◆ Work item: Below are entries; tally how many lines hold the string "offenen" and answer with only that figure.
+++
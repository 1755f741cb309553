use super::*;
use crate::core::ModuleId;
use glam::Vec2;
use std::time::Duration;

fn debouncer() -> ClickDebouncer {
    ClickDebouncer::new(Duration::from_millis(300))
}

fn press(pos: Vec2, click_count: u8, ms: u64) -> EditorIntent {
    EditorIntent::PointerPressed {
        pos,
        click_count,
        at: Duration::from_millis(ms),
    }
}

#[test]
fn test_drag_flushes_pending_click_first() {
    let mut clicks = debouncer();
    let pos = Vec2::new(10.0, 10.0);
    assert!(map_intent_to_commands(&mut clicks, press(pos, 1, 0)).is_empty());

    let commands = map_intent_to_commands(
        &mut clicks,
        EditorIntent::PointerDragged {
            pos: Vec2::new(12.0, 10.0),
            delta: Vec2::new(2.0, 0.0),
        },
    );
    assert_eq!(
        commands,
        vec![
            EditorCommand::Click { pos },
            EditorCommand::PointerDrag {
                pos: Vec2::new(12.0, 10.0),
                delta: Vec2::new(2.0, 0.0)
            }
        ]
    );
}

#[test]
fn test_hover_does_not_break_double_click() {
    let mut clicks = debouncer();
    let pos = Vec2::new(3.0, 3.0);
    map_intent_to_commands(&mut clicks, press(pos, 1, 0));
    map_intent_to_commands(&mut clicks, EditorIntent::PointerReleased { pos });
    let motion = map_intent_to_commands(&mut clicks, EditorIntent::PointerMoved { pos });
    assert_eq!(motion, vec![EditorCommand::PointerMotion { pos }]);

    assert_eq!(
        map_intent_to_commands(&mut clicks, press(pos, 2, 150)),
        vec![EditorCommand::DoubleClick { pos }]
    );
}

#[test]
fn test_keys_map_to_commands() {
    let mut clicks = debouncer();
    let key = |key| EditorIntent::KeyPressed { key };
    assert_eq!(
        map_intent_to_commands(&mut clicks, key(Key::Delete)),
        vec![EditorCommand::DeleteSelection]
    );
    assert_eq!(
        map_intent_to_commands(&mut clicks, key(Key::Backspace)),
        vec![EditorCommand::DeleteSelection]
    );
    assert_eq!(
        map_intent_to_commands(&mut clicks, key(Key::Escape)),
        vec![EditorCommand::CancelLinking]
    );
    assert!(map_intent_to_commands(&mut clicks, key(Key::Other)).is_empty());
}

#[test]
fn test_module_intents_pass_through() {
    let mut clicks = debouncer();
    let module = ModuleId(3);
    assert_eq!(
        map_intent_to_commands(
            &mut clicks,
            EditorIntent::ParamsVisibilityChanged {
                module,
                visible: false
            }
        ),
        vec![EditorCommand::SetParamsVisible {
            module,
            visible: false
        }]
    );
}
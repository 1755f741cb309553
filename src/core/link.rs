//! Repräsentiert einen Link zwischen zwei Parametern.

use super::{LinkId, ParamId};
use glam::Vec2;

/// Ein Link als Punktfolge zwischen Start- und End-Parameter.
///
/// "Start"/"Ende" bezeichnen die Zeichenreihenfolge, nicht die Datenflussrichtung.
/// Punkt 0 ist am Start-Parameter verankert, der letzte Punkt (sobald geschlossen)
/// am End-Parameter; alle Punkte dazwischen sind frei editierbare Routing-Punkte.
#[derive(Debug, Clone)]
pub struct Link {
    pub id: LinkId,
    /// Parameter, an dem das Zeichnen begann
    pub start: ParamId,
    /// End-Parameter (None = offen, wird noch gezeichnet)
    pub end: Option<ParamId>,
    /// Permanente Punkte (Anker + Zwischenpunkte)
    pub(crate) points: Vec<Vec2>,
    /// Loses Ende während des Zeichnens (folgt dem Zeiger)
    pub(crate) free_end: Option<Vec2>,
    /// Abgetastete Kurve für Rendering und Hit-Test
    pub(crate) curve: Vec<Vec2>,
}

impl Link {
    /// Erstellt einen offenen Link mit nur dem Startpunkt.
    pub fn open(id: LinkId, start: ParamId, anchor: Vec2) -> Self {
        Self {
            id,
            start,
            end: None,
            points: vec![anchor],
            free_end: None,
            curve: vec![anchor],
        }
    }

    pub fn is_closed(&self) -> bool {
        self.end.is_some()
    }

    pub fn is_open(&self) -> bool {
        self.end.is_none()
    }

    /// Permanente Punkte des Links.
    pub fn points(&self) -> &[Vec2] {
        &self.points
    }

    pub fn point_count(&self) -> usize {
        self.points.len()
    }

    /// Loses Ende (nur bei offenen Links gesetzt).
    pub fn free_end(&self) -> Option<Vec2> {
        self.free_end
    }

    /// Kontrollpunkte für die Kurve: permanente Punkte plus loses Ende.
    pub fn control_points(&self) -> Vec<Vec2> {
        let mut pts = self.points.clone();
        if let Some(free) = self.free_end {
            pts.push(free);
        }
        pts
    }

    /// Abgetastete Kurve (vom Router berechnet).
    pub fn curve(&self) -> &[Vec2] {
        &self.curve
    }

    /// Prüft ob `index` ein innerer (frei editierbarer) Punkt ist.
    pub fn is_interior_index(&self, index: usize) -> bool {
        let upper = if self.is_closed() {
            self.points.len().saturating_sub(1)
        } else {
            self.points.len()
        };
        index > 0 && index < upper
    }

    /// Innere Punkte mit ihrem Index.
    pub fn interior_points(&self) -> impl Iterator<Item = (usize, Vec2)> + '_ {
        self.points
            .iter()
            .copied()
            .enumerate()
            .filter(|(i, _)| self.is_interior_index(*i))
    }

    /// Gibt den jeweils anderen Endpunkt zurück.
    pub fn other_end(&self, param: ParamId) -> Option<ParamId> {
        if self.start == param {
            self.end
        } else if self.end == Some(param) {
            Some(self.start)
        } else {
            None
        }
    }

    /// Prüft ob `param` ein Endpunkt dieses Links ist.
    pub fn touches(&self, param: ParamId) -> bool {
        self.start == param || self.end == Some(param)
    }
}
+++
◆ Result: 2